=== Extracted data ===

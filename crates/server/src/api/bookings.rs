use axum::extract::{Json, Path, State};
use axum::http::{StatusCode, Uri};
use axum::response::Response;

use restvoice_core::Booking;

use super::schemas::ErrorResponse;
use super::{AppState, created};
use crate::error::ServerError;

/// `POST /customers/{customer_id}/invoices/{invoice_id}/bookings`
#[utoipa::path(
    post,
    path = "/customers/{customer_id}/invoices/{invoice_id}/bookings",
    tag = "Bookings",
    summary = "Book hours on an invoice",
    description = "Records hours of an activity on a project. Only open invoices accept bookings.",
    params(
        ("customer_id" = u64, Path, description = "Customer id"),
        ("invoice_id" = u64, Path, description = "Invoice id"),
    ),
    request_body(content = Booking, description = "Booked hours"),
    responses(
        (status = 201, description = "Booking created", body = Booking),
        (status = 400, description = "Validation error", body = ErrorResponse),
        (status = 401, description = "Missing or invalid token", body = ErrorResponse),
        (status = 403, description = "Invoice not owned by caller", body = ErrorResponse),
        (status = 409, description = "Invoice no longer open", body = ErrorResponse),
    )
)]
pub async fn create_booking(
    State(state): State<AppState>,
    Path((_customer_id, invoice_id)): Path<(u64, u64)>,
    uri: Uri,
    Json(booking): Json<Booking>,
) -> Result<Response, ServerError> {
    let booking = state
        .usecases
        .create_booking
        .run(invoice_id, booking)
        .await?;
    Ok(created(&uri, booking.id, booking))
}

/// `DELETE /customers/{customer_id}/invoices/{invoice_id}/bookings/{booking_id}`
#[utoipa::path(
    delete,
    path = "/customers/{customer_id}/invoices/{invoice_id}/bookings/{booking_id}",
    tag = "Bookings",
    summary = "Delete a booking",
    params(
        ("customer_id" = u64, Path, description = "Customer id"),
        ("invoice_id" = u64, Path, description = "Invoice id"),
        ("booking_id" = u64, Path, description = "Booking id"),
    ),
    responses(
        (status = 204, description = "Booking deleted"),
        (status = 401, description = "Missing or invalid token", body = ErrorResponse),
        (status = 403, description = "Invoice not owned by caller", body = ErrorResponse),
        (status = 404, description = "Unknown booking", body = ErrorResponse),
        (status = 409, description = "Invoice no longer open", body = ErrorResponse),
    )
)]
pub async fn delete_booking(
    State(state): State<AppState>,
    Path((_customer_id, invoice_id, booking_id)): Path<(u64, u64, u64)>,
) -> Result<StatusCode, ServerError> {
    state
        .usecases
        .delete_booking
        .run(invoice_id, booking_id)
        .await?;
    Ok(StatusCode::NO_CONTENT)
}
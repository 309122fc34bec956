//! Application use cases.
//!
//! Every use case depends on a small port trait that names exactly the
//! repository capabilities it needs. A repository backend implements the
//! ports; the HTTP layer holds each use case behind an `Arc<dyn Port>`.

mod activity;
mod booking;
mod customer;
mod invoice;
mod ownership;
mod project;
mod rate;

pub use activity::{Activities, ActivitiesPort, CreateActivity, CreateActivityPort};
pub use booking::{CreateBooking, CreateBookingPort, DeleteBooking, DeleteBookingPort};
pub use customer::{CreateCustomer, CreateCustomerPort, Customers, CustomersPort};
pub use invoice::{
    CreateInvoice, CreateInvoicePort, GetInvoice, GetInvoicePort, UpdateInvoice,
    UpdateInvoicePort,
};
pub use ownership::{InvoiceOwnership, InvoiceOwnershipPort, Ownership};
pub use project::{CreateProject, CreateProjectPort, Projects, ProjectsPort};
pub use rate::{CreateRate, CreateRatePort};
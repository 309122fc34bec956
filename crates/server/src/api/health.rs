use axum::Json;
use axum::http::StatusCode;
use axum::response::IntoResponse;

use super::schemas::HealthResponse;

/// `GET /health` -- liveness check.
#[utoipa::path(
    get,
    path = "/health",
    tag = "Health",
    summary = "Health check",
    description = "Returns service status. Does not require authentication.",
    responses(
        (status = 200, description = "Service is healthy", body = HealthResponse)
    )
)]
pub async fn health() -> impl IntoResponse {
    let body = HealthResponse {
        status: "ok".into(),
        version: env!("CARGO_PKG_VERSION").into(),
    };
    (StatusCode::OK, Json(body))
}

---

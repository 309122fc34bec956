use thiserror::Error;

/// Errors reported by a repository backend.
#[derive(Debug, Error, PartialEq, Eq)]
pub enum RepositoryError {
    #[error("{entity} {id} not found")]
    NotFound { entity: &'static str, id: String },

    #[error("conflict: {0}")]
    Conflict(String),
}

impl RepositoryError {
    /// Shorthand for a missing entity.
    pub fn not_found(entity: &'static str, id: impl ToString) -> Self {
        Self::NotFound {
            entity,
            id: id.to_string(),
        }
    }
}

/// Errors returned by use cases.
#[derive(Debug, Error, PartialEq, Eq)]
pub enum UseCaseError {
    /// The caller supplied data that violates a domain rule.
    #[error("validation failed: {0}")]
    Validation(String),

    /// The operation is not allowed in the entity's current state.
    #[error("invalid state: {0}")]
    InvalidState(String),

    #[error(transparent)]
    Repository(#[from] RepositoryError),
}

=== Required action ===
Please reproduce, exactly as they appear above, the lines from the line containing "filename crates/server/src/api/bookings.rs" up to and including the line containing "(status = 400, description".

=== Task output ===
filename crates/server/src/api/bookings.rs
use axum::extract::{Json, Path, State};
use axum::http::{StatusCode, Uri};
use axum::response::Response;

use restvoice_core::Booking;

use super::schemas::ErrorResponse;
use super::{AppState, created};
use crate::error::ServerError;

/// `POST /customers/{customer_id}/invoices/{invoice_id}/bookings`
#[utoipa::path(
    post,
    path = "/customers/{customer_id}/invoices/{invoice_id}/bookings",
    tag = "Bookings",
    summary = "Book hours on an invoice",
    description = "Records hours of an activity on a project. Only open invoices accept bookings.",
    params(
        ("customer_id" = u64, Path, description = "Customer id"),
        ("invoice_id" = u64, Path, description = "Invoice id"),
    ),
    request_body(content = Booking, description = "Booked hours"),
    responses(
        (status = 201, description = "Booking created", body = Booking),
        (status = 400, description = "Validation error", body = ErrorResponse),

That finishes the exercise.